#HumansofMaRS: Eve Medical enables women to test for cervical cancer from the comfort of their own homes

#HumansofMaRS: Eve Medical enables women to test for cervical cancer from the comfort of their own homes

Jessica Ching attended OCAD University with the full intention of becoming an industrial designer and no real intention of becoming an entrepreneur—that is, until she had to do a thesis project in her fourth year.

She was having a conversation with a group of women and the topic of cervical cancer came up. The general consensus was that the experience of getting tested for cervical cancer was uncomfortable and, as a result, many women do not get checked.

Jessica decided that she wanted to find a solution to this problem. She turned what was at first her thesis into Eve Medical, a company specializing in creating medical devices specifically for women’s healthcare needs.

“Designers are not really the first people who come to mind when you think about healthcare,” Jessica says. “But the whole focus of industrial design is making things usable for people.”

That’s precisely what Eve Medical has done to the screening process for human papillomavirus (HPV) and sexually transmitted infections (STIs), infections that may lead to cervical cancer. With input from experts in the field, Jessica developed the prototype for Eve Medical’s first product, HerSwab.

HerSwab enables women to collect samples in the comfort of their own home to screen for common STIs. Jessica hopes the device will be a stepping stone to encourage women to test for preventable infections.

“If [the result] was positive then they could go follow up at a clinic, which would bring people back into the healthcare system,” she says.

How it works

HerSwab was just the first step. Eve Medical recently launched an IndieGogo campaign for the prelaunch of Eve Kit, a home-testing kit that includes HerSwab as the collection device.

The kit can be ordered online and is delivered to the user’s home. The user collects the sample, fills out a short questionnaire to specify what infections they want to test for and sends the kit back to Eve Medical. The company then sends the sample to a lab for processing and delivers the results back to the user.

“The focus is really to make the process very friendly and to make it not feel like a medical process or product,” says Jessica. “We want to feel more like a wellness solution or a consumer cosmetic product.”

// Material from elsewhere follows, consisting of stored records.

//-
// Copyright (c) 2024, the Arcmail Developers
//
// This file is part of Arcmail.
//
// Arcmail is free software: you can  redistribute it and/or modify it under
// the terms of  the GNU General Public License as  published by the Free
// Software Foundation, either version 3 of the License, or (at your option)
// any later version.
//
// Arcmail is distributed in the hope that  it will be useful, but WITHOUT ANY
// WARRANTY; without  even the implied  warranty of MERCHANTABILITY  or FITNESS
// FOR  A PARTICULAR  PURPOSE.  See the  GNU General  Public  License for  more
// details.
//
// You should have received a copy of the GNU General Public License along with
// Arcmail. If not, see <http://www.gnu.org/licenses/>.

//! Content-transfer encodings.
//!
//! Decoding never fails: invalid quoted-printable sequences pass through
//! untransformed, and base64 decoding skips anything outside the alphabet,
//! because real mail contains both.

use std::str;

#[derive(Clone, Copy, Debug, PartialEq, Eq)]
pub enum TransferEncoding {
    Binary,
    SevenBit,
    EightBit,
    QuotedPrintable,
    Base64,
}

impl Default for TransferEncoding {
    fn default() -> Self {
        TransferEncoding::Binary
    }
}

impl TransferEncoding {
    pub fn parse(s: &str) -> Option<Self> {
        match s.trim().to_ascii_lowercase().as_str() {
            "binary" => Some(TransferEncoding::Binary),
            "7bit" => Some(TransferEncoding::SevenBit),
            "8bit" => Some(TransferEncoding::EightBit),
            "quoted-printable" => Some(TransferEncoding::QuotedPrintable),
            "base64" => Some(TransferEncoding::Base64),
            _ => None,
        }
    }

    pub fn name(self) -> &'static str {
        match self {
            TransferEncoding::Binary => "binary",
            TransferEncoding::SevenBit => "7bit",
            TransferEncoding::EightBit => "8bit",
            TransferEncoding::QuotedPrintable => "quoted-printable",
            TransferEncoding::Base64 => "base64",
        }
    }
}

/// Decodes `data` according to `cte`.
pub fn decode(data: &[u8], cte: TransferEncoding) -> Vec<u8> {
    match cte {
        TransferEncoding::Binary
        | TransferEncoding::SevenBit
        | TransferEncoding::EightBit => data.to_vec(),
        TransferEncoding::QuotedPrintable => qp_decode(data),
        TransferEncoding::Base64 => base64_decode_lenient(data),
    }
}

/// Encodes `data` according to `cte`. Base64 output is wrapped at 72
/// columns, quoted-printable at 76.
pub fn encode(data: &[u8], cte: TransferEncoding) -> Vec<u8> {
    match cte {
        TransferEncoding::Binary
        | TransferEncoding::SevenBit
        | TransferEncoding::EightBit => data.to_vec(),
        TransferEncoding::QuotedPrintable => qp_encode(data),
        TransferEncoding::Base64 => base64_encode_wrapped(data, 72),
    }
}

/// Decodes quoted-printable per RFC 2045: encoded bytes and soft line
/// breaks (both line-ending conventions), with invalid escapes passed
/// through verbatim.
pub fn qp_decode(data: &[u8]) -> Vec<u8> {
    let mut out = Vec::with_capacity(data.len());
    let mut i = 0;

    while i < data.len() {
        let b = data[i];
        if b'=' != b {
            out.push(b);
            i += 1;
            continue;
        }

        let rest = &data[i + 1..];
        if rest.starts_with(b"\r\n") {
            i += 3;
        } else if rest.starts_with(b"\n") {
            i += 2;
        } else if rest.len() >= 2 {
            match str::from_utf8(&rest[..2])
                .ok()
                .and_then(|h| u8::from_str_radix(h, 16).ok())
            {
                Some(decoded) => {
                    out.push(decoded);
                    i += 3;
                },
                None => {
                    out.push(b'=');
                    i += 1;
                },
            }
        } else {
            out.push(b'=');
            i += 1;
        }
    }

    out
}

/// Encodes `data` as quoted-printable, wrapping with soft line breaks so no
/// output line exceeds 76 characters. Input line breaks, either convention,
/// come out as hard CRLF.
pub fn qp_encode(data: &[u8]) -> Vec<u8> {
    const LIMIT: usize = 75;
    let mut out = Vec::with_capacity(data.len() * 3 / 2);
    let mut col = 0;

    fn push(out: &mut Vec<u8>, col: &mut usize, bytes: &[u8]) {
        if *col + bytes.len() > LIMIT {
            out.extend_from_slice(b"=\r\n");
            *col = 0;
        }
        out.extend_from_slice(bytes);
        *col += bytes.len();
    }

    let mut i = 0;
    while i < data.len() {
        let b = data[i];
        if b'\r' == b && data.get(i + 1) == Some(&b'\n') {
            out.extend_from_slice(b"\r\n");
            col = 0;
            i += 2;
            continue;
        }
        if b'\n' == b {
            out.extend_from_slice(b"\r\n");
            col = 0;
            i += 1;
            continue;
        }

        let next = data.get(i + 1).copied();
        // Whitespace is literal except at the end of a line, where it must
        // be encoded.
        let at_line_end =
            next.is_none() || Some(b'\n') == next || Some(b'\r') == next;
        let literal = match b {
            b' ' | b'\t' => !at_line_end,
            b'=' => false,
            b => (b' '..=b'~').contains(&b),
        };

        if literal {
            push(&mut out, &mut col, &[b]);
        } else {
            push(&mut out, &mut col, format!("={:02X}", b).as_bytes());
        }
        i += 1;
    }

    out
}

fn base64_decode_lenient(data: &[u8]) -> Vec<u8> {
    let filtered = data
        .iter()
        .copied()
        .filter(|b| b.is_ascii_alphanumeric() || b"+/=".contains(b))
        .collect::<Vec<u8>>();

    let mut out = Vec::with_capacity(filtered.len() * 3 / 4);
    let _ = base64::decode_config_buf(
        &filtered,
        base64::STANDARD.decode_allow_trailing_bits(true),
        &mut out,
    );
    out
}

/// Base64-encodes `data` in lines of `width` characters.
pub fn base64_encode_wrapped(data: &[u8], width: usize) -> Vec<u8> {
    let encoded = base64::encode(data);
    let mut out =
        Vec::with_capacity(encoded.len() + encoded.len() / width.max(1) * 2 + 2);
    for chunk in encoded.as_bytes().chunks(width.max(1)) {
        out.extend_from_slice(chunk);
        out.extend_from_slice(b"\r\n");
    }
    out
}

/// Whether a text body needs quoted-printable to survive 7-bit transport:
/// any 8-bit or control octet (other than CR, LF, HT), or a line longer
/// than 78 characters.
pub fn needs_qp(data: &[u8]) -> bool {
    let mut line_len = 0;
    for &b in data {
        if b'\n' == b {
            line_len = 0;
            continue;
        }
        line_len += 1;
        if line_len > 78 {
            return true;
        }
        if (b < 32 && b'\r' != b && b'\t' != b) || b >= 127 {
            return true;
        }
    }
    false
}

/// Counts the lines of an encoded body: the number of LFs, plus one for a
/// final unterminated line.
pub fn encoded_line_count(data: &[u8]) -> u32 {
    let mut n = memchr::memchr_iter(b'\n', data).count() as u32;
    if !data.is_empty() && b'\n' != data[data.len() - 1] {
        n += 1;
    }
    n
}

#[cfg(test)]
mod test {
    use proptest::prelude::*;

    use super::*;

    #[test]
    fn test_qp_decode() {
        assert_eq!(b"hello world".to_vec(), qp_decode(b"hello world"));
        assert_eq!(b"\xabfoo".to_vec(), qp_decode(b"=ABfoo"));
        assert_eq!(b"fo\xabo".to_vec(), qp_decode(b"fo=ABo"));
        assert_eq!(b"foo\xab".to_vec(), qp_decode(b"foo=AB"));
        assert_eq!(b"foo".to_vec(), qp_decode(b"foo=\n"));
        assert_eq!(b"foobar".to_vec(), qp_decode(b"foo=\r\nbar"));
        assert_eq!(b"foo=()bar".to_vec(), qp_decode(b"foo=()bar"));
        assert_eq!(b"foo=".to_vec(), qp_decode(b"foo="));
        assert_eq!(b"foo=A".to_vec(), qp_decode(b"foo=A"));
    }

    #[test]
    fn test_qp_encode() {
        assert_eq!(b"hello world".to_vec(), qp_encode(b"hello world"));
        assert_eq!(b"caf=E9".to_vec(), qp_encode(b"caf\xe9"));
        assert_eq!(b"a=3Db".to_vec(), qp_encode(b"a=b"));
        assert_eq!(b"line\r\nbreak".to_vec(), qp_encode(b"line\nbreak"));
        assert_eq!(
            b"trailing=20\r\nx".to_vec(),
            qp_encode(b"trailing \nx")
        );
    }

    #[test]
    fn qp_encode_wraps_long_lines() {
        let long = vec![b'x'; 200];
        let encoded = qp_encode(&long);
        for line in encoded.split(|&b| b'\n' == b) {
            assert!(line.len() <= 77, "line too long: {}", line.len());
        }
        assert_eq!(long, qp_decode(&encoded));
    }

    #[test]
    fn test_base64() {
        assert_eq!(
            b"aGVsbG8gd29ybGQ=\r\n".to_vec(),
            base64_encode_wrapped(b"hello world", 72)
        );
        assert_eq!(
            b"hello world".to_vec(),
            decode(b"aGVsbG8gd29ybGQ=", TransferEncoding::Base64)
        );
        // Whitespace inside the payload is tolerated.
        assert_eq!(
            b"hello world".to_vec(),
            decode(b"aGVsbG8g\r\nd29ybGQ=\r\n", TransferEncoding::Base64)
        );
    }

    #[test]
    fn test_needs_qp() {
        assert!(!needs_qp(b"plain text\r\nwith lines\r\n"));
        assert!(needs_qp(b"caf\xe9"));
        assert!(needs_qp(b"\x00"));
        assert!(needs_qp(&vec![b'a'; 100]));
        assert!(!needs_qp(b"tab\tand\rcr are fine"));
    }

    #[test]
    fn test_encoded_line_count() {
        assert_eq!(0, encoded_line_count(b""));
        assert_eq!(1, encoded_line_count(b"x"));
        assert_eq!(1, encoded_line_count(b"x\n"));
        assert_eq!(2, encoded_line_count(b"x\ny"));
        assert_eq!(2, encoded_line_count(b"x\r\ny\r\n"));
    }

    proptest! {
        #[test]
        fn qp_round_trip(
            s in prop::collection::vec(
                prop::num::u8::ANY.prop_filter("no line breaks", |&b| {
                    b != b'\n' && b != b'\r'
                }),
                0..200,
            )
        ) {
            prop_assert_eq!(s.clone(), qp_decode(&qp_encode(&s)));
        }

        #[test]
        fn base64_round_trip(
            s in prop::collection::vec(prop::num::u8::ANY, 0..200)
        ) {
            let encoded = base64_encode_wrapped(&s, 72);
            prop_assert_eq!(s, decode(&encoded, TransferEncoding::Base64));
        }

        #[test]
        fn qp_decode_never_panics(
            s in prop::collection::vec(prop::num::u8::ANY, 0..64)
        ) {
            qp_decode(&s);
        }
    }
}
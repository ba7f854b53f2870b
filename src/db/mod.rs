//-
// Copyright (c) 2024, the Arcmail Developers
//
// This file is part of Arcmail.
//
// Arcmail is free software: you can  redistribute it and/or modify it under
// the terms of  the GNU General Public License as  published by the Free
// Software Foundation, either version 3 of the License, or (at your option)
// any later version.
//
// Arcmail is distributed in the hope that  it will be useful, but WITHOUT ANY
// WARRANTY; without  even the implied  warranty of MERCHANTABILITY  or FITNESS
// FOR  A PARTICULAR  PURPOSE.  See the  GNU General  Public  License for  more
// details.
//
// You should have received a copy of the GNU General Public License along with
// Arcmail. If not, see <http://www.gnu.org/licenses/>.

//! Access to the relational store.
//!
//! The store is an embedded SQLite database; `Query` and `Transaction` keep
//! the enqueue/execute/done discipline the rest of the core is written
//! against, so a wire-protocol database client could be substituted without
//! touching the callers.

pub mod query;
pub mod signal;
pub mod transaction;

use std::path::Path;
use std::rc::Rc;
use std::time::Duration;

use chrono::prelude::*;
use log::info;

use self::query::{Query, Row, Value};
use self::transaction::Transaction;
use crate::support::error::Error;

static MIGRATION_V1: &str = include_str!("schema.sql");

/// A connection to the archive database.
pub struct Connection {
    cxn: rusqlite::Connection,
}

impl Connection {
    pub fn open(path: &Path) -> Result<Self, Error> {
        let cxn = rusqlite::Connection::open_with_flags(
            path,
            rusqlite::OpenFlags::SQLITE_OPEN_READ_WRITE
                | rusqlite::OpenFlags::SQLITE_OPEN_CREATE,
        )?;
        Self::init(cxn)
    }

    /// Opens a transient in-memory database, mainly for tests.
    pub fn open_in_memory() -> Result<Self, Error> {
        Self::init(rusqlite::Connection::open_in_memory()?)
    }

    fn init(cxn: rusqlite::Connection) -> Result<Self, Error> {
        cxn.execute("PRAGMA foreign_keys = ON", ())?;
        cxn.busy_timeout(Duration::from_secs(10))?;

        {
            let txn = cxn.unchecked_transaction()?;
            txn.execute(
                "CREATE TABLE IF NOT EXISTS `migration` (\
                   `version` INTEGER NOT NULL PRIMARY KEY, \
                   `applied_at` INTEGER NOT NULL\
                 ) STRICT",
                (),
            )?;

            let current_version: u32 = txn
                .query_row(
                    "SELECT IFNULL(MAX(`version`), 0) FROM `migration`",
                    (),
                    |row| row.get(0),
                )?;

            if current_version < 1 {
                info!("Applying V1 migration to archive DB");
                txn.execute_batch(MIGRATION_V1)?;
                txn.execute(
                    "INSERT INTO `migration` (`version`, `applied_at`) \
                     VALUES (1, ?)",
                    (Utc::now().timestamp(),),
                )?;
            }

            txn.commit()?;
        }

        Ok(Self { cxn })
    }

    /// Executes `q` to completion, buffering its rows.
    ///
    /// Failure is recorded on the query, never surfaced here; the caller
    /// inspects `failed()`/`error()`.
    pub fn run(&mut self, q: &mut Query) {
        match run_statement(&self.cxn, q) {
            Ok(()) => q.set_done(),
            Err(e) => q.set_failed(e.to_string()),
        }
    }

    /// Starts a transaction with the store's write lock held.
    pub fn transaction(&mut self) -> Result<Transaction<'_>, Error> {
        Transaction::begin(self)
    }

    pub(super) fn execute_batch(&self, sql: &str) -> Result<(), Error> {
        self.cxn.execute_batch(sql)?;
        Ok(())
    }

    pub(super) fn run_raw(
        &self,
        q: &mut Query,
    ) -> Result<(), rusqlite::Error> {
        run_statement(&self.cxn, q)
    }
}

fn run_statement(
    cxn: &rusqlite::Connection,
    q: &mut Query,
) -> Result<(), rusqlite::Error> {
    let mut stmt = cxn.prepare(q.sql())?;

    for (i, v) in q.params().iter().enumerate() {
        if let Some(ix) = stmt.parameter_index(&format!("${}", i + 1))? {
            stmt.raw_bind_parameter(ix, v)?;
        }
    }

    let names = Rc::new(
        stmt.column_names()
            .into_iter()
            .map(str::to_owned)
            .collect::<Vec<String>>(),
    );
    let ncols = names.len();

    let mut collected = Vec::new();
    {
        let mut rows = stmt.raw_query();
        while let Some(row) = rows.next()? {
            let mut values = Vec::with_capacity(ncols);
            for i in 0..ncols {
                values.push(Value::from_ref(row.get_ref(i)?));
            }
            collected.push(Row::new(Rc::clone(&names), values));
        }
    }

    for row in collected {
        q.push_row(row);
    }

    Ok(())
}

#[cfg(test)]
mod test {
    use super::*;

    #[test]
    fn bootstrap_and_query() {
        let mut cxn = Connection::open_in_memory().unwrap();

        let q = Query::new(
            "select `name` from `sqlite_master` \
             where `type` = 'table' and `name` = $1",
        );
        q.borrow_mut().bind("mailboxes");
        cxn.run(&mut q.borrow_mut());

        assert!(q.borrow().done());
        assert!(!q.borrow().failed());
        let row = q.borrow_mut().next_row().unwrap();
        assert_eq!("mailboxes", row.get_str("name"));
    }

    #[test]
    fn placeholders_bind_in_order() {
        let mut cxn = Connection::open_in_memory().unwrap();

        let q = Query::new("select $2 as a, $1 as b");
        q.borrow_mut().bind("first").bind("second");
        cxn.run(&mut q.borrow_mut());

        let row = q.borrow_mut().next_row().unwrap();
        assert_eq!("second", row.get_str("a"));
        assert_eq!("first", row.get_str("b"));
    }

    #[test]
    fn failure_is_recorded_not_raised() {
        let mut cxn = Connection::open_in_memory().unwrap();

        let q = Query::new("select * from `no_such_table`");
        cxn.run(&mut q.borrow_mut());

        assert!(q.borrow().done());
        assert!(q.borrow().failed());
    }
}
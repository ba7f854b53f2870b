//-
// Copyright (c) 2024, the Arcmail Developers
//
// This file is part of Arcmail.
//
// Arcmail is free software: you can  redistribute it and/or modify it under
// the terms of  the GNU General Public License as  published by the Free
// Software Foundation, either version 3 of the License, or (at your option)
// any later version.
//
// Arcmail is distributed in the hope that  it will be useful, but WITHOUT ANY
// WARRANTY; without  even the implied  warranty of MERCHANTABILITY  or FITNESS
// FOR  A PARTICULAR  PURPOSE.  See the  GNU General  Public  License for  more
// details.
//
// You should have received a copy of the GNU General Public License along with
// Arcmail. If not, see <http://www.gnu.org/licenses/>.

//! One buffered, non-blocking socket.
//!
//! I/O trouble is not raised through return values scattered across the
//! protocol code; instead every noteworthy condition becomes an `Event`
//! handed to the connection's single `Reactor`. The event loop is the only
//! caller of `read`/`write`/`close`.

use std::os::unix::io::RawFd;

use nix::errno::Errno;
use nix::fcntl::{fcntl, FcntlArg, OFlag};
use nix::sys::socket::{getsockopt, sockopt};
use nix::unistd;

use super::buffer::NetBuffer;
use crate::support::error::Error;

#[derive(Clone, Copy, Debug, PartialEq, Eq)]
pub enum State {
    Inactive,
    Connecting,
    Connected,
    Closing,
}

#[derive(Clone, Copy, Debug, PartialEq, Eq)]
pub enum Type {
    Listener,
    ImapServer,
    Pop3Server,
    SmtpServer,
    HttpServer,
    ManageSieveServer,
    DatabaseClient,
    LogClient,
    Client,
    Pipe,
}

/// Everything that can happen to a connection, delivered to its reactor.
#[derive(Clone, Copy, Debug, PartialEq, Eq)]
pub enum Event {
    Read,
    Connect,
    Close,
    Error,
    Shutdown,
    Timeout,
}

/// The single reducer for one connection's events.
pub trait Reactor {
    fn react(
        &mut self,
        connection: &mut Connection,
        event: Event,
    ) -> Result<(), Error>;

    /// Connections this reactor wants added to the loop (listeners hand
    /// their accepted sockets over this way). Called after each dispatch.
    fn take_spawned(&mut self) -> Vec<super::event_loop::Managed> {
        Vec::new()
    }
}

pub struct Connection {
    fd: RawFd,
    state: State,
    ctype: Type,
    description: String,
    read_buffer: NetBuffer,
    write_buffer: NetBuffer,
    /// Unix-seconds deadline; 0 means no timeout.
    timeout: i64,
    peer_open: bool,
    pending: Vec<Event>,
}

impl Connection {
    /// Wraps `fd`, putting it into non-blocking mode.
    pub fn new(
        fd: RawFd,
        ctype: Type,
        description: impl Into<String>,
    ) -> Result<Self, Error> {
        let flags = OFlag::from_bits_truncate(fcntl(fd, FcntlArg::F_GETFL)?);
        fcntl(fd, FcntlArg::F_SETFL(flags | OFlag::O_NONBLOCK))?;

        Ok(Connection {
            fd,
            state: State::Inactive,
            ctype,
            description: description.into(),
            read_buffer: NetBuffer::new(),
            write_buffer: NetBuffer::new(),
            timeout: 0,
            peer_open: true,
            pending: Vec::new(),
        })
    }

    pub fn fd(&self) -> RawFd {
        self.fd
    }

    pub fn state(&self) -> State {
        self.state
    }

    pub fn set_state(&mut self, state: State) {
        self.state = state;
    }

    pub fn ctype(&self) -> Type {
        self.ctype
    }

    pub fn description(&self) -> &str {
        &self.description
    }

    pub fn timeout(&self) -> i64 {
        self.timeout
    }

    pub fn set_timeout(&mut self, timeout: i64) {
        self.timeout = timeout;
    }

    /// Whether reading could still produce data (the peer has not closed).
    pub fn can_read(&self) -> bool {
        self.peer_open
    }

    /// Whether there is anything waiting to be written.
    pub fn can_write(&self) -> bool {
        !self.write_buffer.is_empty()
    }

    pub fn active(&self) -> bool {
        self.fd >= 0 && State::Inactive != self.state
    }

    pub fn valid(&self) -> bool {
        self.fd >= 0
    }

    pub fn read_buffer(&mut self) -> &mut NetBuffer {
        &mut self.read_buffer
    }

    pub fn write_buffer_errored(&self) -> bool {
        self.write_buffer.error().is_some()
    }

    /// Queues `bytes` for writing; the loop flushes on writability.
    pub fn enqueue(&mut self, bytes: &[u8]) {
        self.write_buffer.append(bytes);
    }

    /// Queues a synthetic event for the next dispatch.
    pub fn push_pending(&mut self, event: Event) {
        self.pending.push(event);
    }

    pub fn is_pending(&self, event: Event) -> bool {
        self.pending.contains(&event)
    }

    pub fn clear_pending(&mut self) {
        self.pending.clear();
    }

    /// Pulls whatever the socket has into the read buffer.
    ///
    /// A zero-length read means the peer closed; `can_read` goes false.
    pub fn read(&mut self) -> Result<(), Error> {
        let mut chunk = [0u8; 4096];
        loop {
            match unistd::read(self.fd, &mut chunk) {
                Ok(0) => {
                    self.peer_open = false;
                    return Ok(());
                },
                Ok(n) => self.read_buffer.append(&chunk[..n]),
                Err(Errno::EAGAIN) | Err(Errno::EINTR) => return Ok(()),
                Err(e) => return Err(e.into()),
            }
        }
    }

    /// Flushes as much of the write buffer as the socket accepts.
    ///
    /// Errors latch on the write buffer rather than propagating; dispatch
    /// turns them into a `Close`.
    pub fn write(&mut self) {
        while !self.write_buffer.is_empty() {
            let chunk = self.write_buffer.first_chunk();
            match unistd::write(self.fd, chunk) {
                Ok(0) => return,
                Ok(n) => self.write_buffer.consume(n),
                Err(Errno::EAGAIN) | Err(Errno::EINTR) => return,
                Err(e) => {
                    self.write_buffer.set_error(e.to_string());
                    return;
                },
            }
        }
    }

    /// Releases the file descriptor. Idempotent.
    pub fn close(&mut self) {
        if self.fd >= 0 {
            let _ = unistd::close(self.fd);
            self.fd = -1;
        }
        self.state = State::Inactive;
    }

    /// The socket-level error code, for disambiguating a connect that
    /// reported both readable and writable.
    pub fn socket_error(&self) -> i32 {
        getsockopt(self.fd, sockopt::SocketError).unwrap_or(0)
    }

    /// Whether the kernel still recognises this as an open socket. Used by
    /// the loop to find the culprit after the wait reports a bad FD.
    pub fn probe(&self) -> bool {
        getsockopt(self.fd, sockopt::RcvBuf).is_ok()
    }
}

impl Drop for Connection {
    fn drop(&mut self) {
        self.close();
    }
}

The results of the company’s clinical study at McMaster University proved how user-friendly the self-collection system is. The company surveyed almost 200 women who tried HerSwab. Over 90% of those surveyed reported that HerSwab was easy to use and approximately 80% said they preferred this collection method to the physician-collected method.

Test and refine

Arriving at such positive results required a lot of testing and refining. As a startup in the healthcare sector, it was arguably harder for Eve Medical to mobilize than it is for startups in other spaces, says Jessica.

“The upfront capital requirements are much higher and the development times are much longer,” she explains.

For example, the Eve Medical team had to make changes to the design of the HerSwab device based on user feedback.

“You’re supposed to test your product and then refine, but the problem is that the testing cycle is so long,” says Jessica. “For other startups, like apps or web-based applications, it’s easier to refine your product very quickly.”

Not to mention the fact that Jessica did not have a background in science, so there was a steep learning curve.

Fortunately, the hard work paid off. Eve Medical was one of five finalists for the 2016 Quest Award, which challenged startups around the world to find solutions to end cervical cancer. The company won second place in the Life Science Nation Redefining Early Stage Investments Conference Innovation Challenge held in San Francisco in January 2016.

Going global

In five years, Jessica hopes to see Eve Kits being used by women all over the world.

“We’re already a global company,” says Jessica, “but we’ve set a target for ourselves to be screening five million women in 2020.”

Currently, Eve Medical offers HerSwab kits in 12 countries, including Slovenia, Italy, Mexico and Spain, and is doing pilots in six more.

“I think about the time we’ve taken to develop our product until now and about how many women have not been doing anything in that time, and I feel that sense of urgency that we need to get this out there so that women can start using it,” says Jessica.